The Dumbbell Feminese Dialect
Fr. James P. Moroney of the Secretariat for the Liturgy of the National Council of Catholic Bishops had an “in depth” article in the May 16-22 National Catholic Register telling readers that the purpose of the revised Lectionary is to achieve “maximum possible fidelity to the sacred Scriptures,” not to bend to the pressures exerted by “inclusive” language — namely, feminist language. But Moroney shoots himself in the foot, for the example he uses to illustrate his point refutes his own contention: The new Lectionary has changed “brothers” to “brothers and sisters” when, in a Scripture reading, a mixed group of males and females is being greeted. Curiously, Moroney admits that the Greek word in question, adelphoi, “literally means brothers,” not brothers and sisters, and that adelphoi is nonetheless used in Scripture when addressing both men and women. So this change is not “maximum possible fidelity” to Scripture at all. The scriptural writers have been corrected — politically corrected.

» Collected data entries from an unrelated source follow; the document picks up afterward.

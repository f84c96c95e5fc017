//! Primitive shape to built-in scalar mapping.

use sdlgen_schema::{PrimitiveType, TypeHandle, TypeKind, TypeMetadataProvider};
use std::fmt;

/// The four built-in SDL scalars.
#[derive(Debug, Clone, Copy, PartialEq, Eq, Hash)]
pub enum BuiltinScalar {
    /// `Boolean`.
    Boolean,
    /// `Int`.
    Int,
    /// `Float`.
    Float,
    /// `String`.
    String,
}

impl BuiltinScalar {
    /// Returns the SDL spelling.
    #[must_use]
    pub const fn as_str(&self) -> &'static str {
        match self {
            Self::Boolean => "Boolean",
            Self::Int => "Int",
            Self::Float => "Float",
            Self::String => "String",
        }
    }

    /// Maps a primitive shape to its scalar.
    #[must_use]
    pub const fn for_primitive(prim: PrimitiveType) -> Self {
        if prim.is_integer() {
            Self::Int
        } else if prim.is_float() {
            Self::Float
        } else if prim.is_text() {
            Self::String
        } else {
            Self::Boolean
        }
    }
}

impl fmt::Display for BuiltinScalar {
    fn fmt(&self, f: &mut fmt::Formatter<'_>) -> fmt::Result {
        f.write_str(self.as_str())
    }
}

/// Maps a primitive-like type to a built-in scalar.
///
/// An array of characters is a character sequence and maps to `String`.
/// Returns `None` for objects, enums and other containers.
pub fn map_primitive<P>(provider: &P, ty: TypeHandle) -> Option<BuiltinScalar>
where
    P: TypeMetadataProvider + ?Sized,
{
    match provider.type_def(ty).kind {
        TypeKind::Primitive(prim) => Some(BuiltinScalar::for_primitive(prim)),
        TypeKind::Array(component)
            if provider.type_def(component).primitive() == Some(PrimitiveType::Char) =>
        {
            Some(BuiltinScalar::String)
        }
        _ => None,
    }
}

So why the change? Moroney acknowledges that addressing a group of male and females as “brothers” was commonly done in the recent past, but he claims that nowadays it would be “hard to imagine” someone saying that. He doesn’t tell us why. But we all know it’s because of the pressure exerted by “inclusive” language. Now, “maximum possible fidelity” is a Vatican norm in translation, and “brothers and sisters” did somehow get past the Vatican (yes, even Vatican watchdogs sleep on the job from time to time). But it would be nice if Moroney had chosen a better example, and it would be nicer still if we could truly be assured that our translations are not cave-ins to cultural pressure. If “brothers” is deemed a bit jarring these days, can’t we find something less obviously p.c. than “brothers and sisters,” and something less clunky? If we wish to be truly idiomatic, we should consider using “ladies and gentlemen” or just “folks.” Or, better, let’s forget attempts at being idiomatic, and go with something solid. Let’s go with something that’s literal (“maximum possible fidelity”) and truly eloquent. The obvious choice is “brethren,” used in the Catholic Edition of the Revised Standard Version of the Bible. And it has a bonus for the faint of heart who agonize over cultural sensitivities, for it has a slightly archaic and wonderfully poetic resonance that just happens to take the edge off the prosaic “brothers.” Goodness, there’s a venerable Protestant denomination called the Church of the Brethren, and no one supposes it’s a male-only church. Heck, we Catholics still refer to “sister parishes in the diocese,” and no one would imagine that those parishes are for females only.
But if our Lectionary writers find “brethren” just too elegant for us bumpkin Catholics in the pews, let’s go back to “brothers.” Under the dispensation of the old Lectionary, when the lector (no, it’s not “lector or lectress”) began by reading “brothers,” he was addressing both men and women, and everyone knew that. We never did see a lady, presuming to be excluded, storm out in protest. Had one done so, we would have recommended, as tactfully as possible, that she call the nearest night school and enroll in a course in remedial English.
St. Francis preached to the animals (and anyone would know we aren’t referring here to men, who happen to be “animals”), and let’s imagine St. Francis preached to a flock of ducks, both male ducks (“drakes”) and female ducks (“ducks”). He would, had he spoken English, have addressed them, “Ducks….” Would the drakes in the flock have felt excluded? Would they have misunderstood? Would they have demanded that he say, “Drakes and ducks…”? Ducks may be stupid, but they’re not that stupid. And women certainly aren’t stupid, even if Lectionary writers sometimes treat them that way.